Geralmente, quando é necessária uma detecção refinada, é necessária uma segmentação semântica ou segmentação de instância. Só precisa saber "o que é onde", você pode usar a detecção de alvo.

 1.4 Seleção do modelo visual de pré-treinamento

Agora, seja CV ou PNL, entrou gradualmente na era do pré-treinamento.

A figura a seguir mostra a precisão de vários modelos. A complexidade do cálculo Top-1 VS, o tamanho do círculo indica a sobrecarga da memória.
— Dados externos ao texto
//! HTTP helpers: CORS, security headers and client address resolution.

use axum::body::Body as AxumBody;
use axum::extract::connect_info::ConnectInfo;
use axum::http::{HeaderMap, HeaderValue, Method, Request, header};
use axum::{middleware, response::Response};
use std::net::{IpAddr, SocketAddr};
use tower_http::cors::{AllowOrigin, CorsLayer};
use tracing::warn;

use crate::config::PUBLIC_UPLOAD_PREFIX;
use crate::error::ApiError;

/// Builds a CORS layer from a comma separated origin list.
///
/// Tokens travel in the `Authorization` header, so credentials mode is not
/// enabled.
pub fn build_cors_layer(cors_origins: Option<&str>) -> Option<CorsLayer> {
    let mut origins = Vec::new();
    for origin in cors_origins?.split(',').map(str::trim) {
        if origin.is_empty() {
            continue;
        }
        match HeaderValue::from_str(origin) {
            Ok(value) => origins.push(value),
            Err(_) => warn!(origin, "ignoring invalid cors origin"),
        }
    }
    if origins.is_empty() {
        return None;
    }

    let layer = CorsLayer::new()
        .allow_origin(AllowOrigin::list(origins))
        .allow_methods([Method::GET, Method::POST, Method::OPTIONS])
        .allow_headers([header::AUTHORIZATION, header::CONTENT_TYPE]);
    Some(layer)
}

/// Address reported by a reverse proxy: the first `x-forwarded-for` hop, or
/// `x-real-ip`.
pub fn extract_forwarded_ip(headers: &HeaderMap) -> Option<IpAddr> {
    let header_ip = |name: &str, first_hop: bool| {
        let value = headers.get(name)?.to_str().ok()?;
        let candidate = if first_hop {
            value.split(',').next()?
        } else {
            value
        };
        candidate.trim().parse::<IpAddr>().ok()
    };
    header_ip("x-forwarded-for", true).or_else(|| header_ip("x-real-ip", false))
}

/// Client address for logging: proxy headers first, then the peer.
pub fn client_ip<B>(request: &Request<B>) -> Option<IpAddr> {
    if let Some(ip) = extract_forwarded_ip(request.headers()) {
        return Some(ip);
    }
    let ConnectInfo(peer) = request.extensions().get::<ConnectInfo<SocketAddr>>()?;
    Some(peer.ip())
}

/// Response headers applied to everything the server returns.
pub async fn add_security_headers(request: Request<AxumBody>, next: middleware::Next) -> Response {
    let mut response = next.run(request).await;
    let headers = response.headers_mut();
    for (name, value) in [
        (header::X_FRAME_OPTIONS, "DENY"),
        (header::X_CONTENT_TYPE_OPTIONS, "nosniff"),
        (header::REFERRER_POLICY, "same-origin"),
    ] {
        headers.insert(name, HeaderValue::from_static(value));
    }
    response
}

/// True when a public file path names a hidden entry such as the staging
/// area. Segments are checked after percent-decoding, which is what
/// `ServeDir` resolves against; undecodable paths count as hidden.
fn is_hidden_public_path(path: &str) -> bool {
    let Some(rest) = path.strip_prefix(PUBLIC_UPLOAD_PREFIX) else {
        return false;
    };
    match urlencoding::decode(rest) {
        Ok(decoded) => decoded
            .split(['/', '\\'])
            .any(|segment| segment.starts_with('.')),
        Err(_) => true,
    }
}

/// Keeps dot entries under the public upload prefix out of static serving.
pub async fn hide_dot_entries(
    request: Request<AxumBody>,
    next: middleware::Next,
) -> Result<Response, ApiError> {
    if is_hidden_public_path(request.uri().path()) {
        return Err(ApiError::not_found("Not found"));
    }
    Ok(next.run(request).await)
}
Em termos de tarefas de classificação, geralmente prestamos mais atenção a esses modelos no lado esquerdo da figura a seguir: a precisão é relativamente alta, o modelo é relativamente pequeno e a sobrecarga do poder de computação não é grande, o que pode alcançar um bom desempenho em implantações com poder de computação limitado. Ao executar tarefas de inspeção, você deve prestar atenção ao estágio único ou dois estágios. No entanto, em tarefas reais, é dada mais atenção à multi-escala. Como existem muitos pequenos alvos detectados, o desempenho em várias escalas será maior. O mainstream da tarefa de segmentação é a estrutura Encoder-Decoder, e a estrutura de backbone de baixo nível precisa de atenção.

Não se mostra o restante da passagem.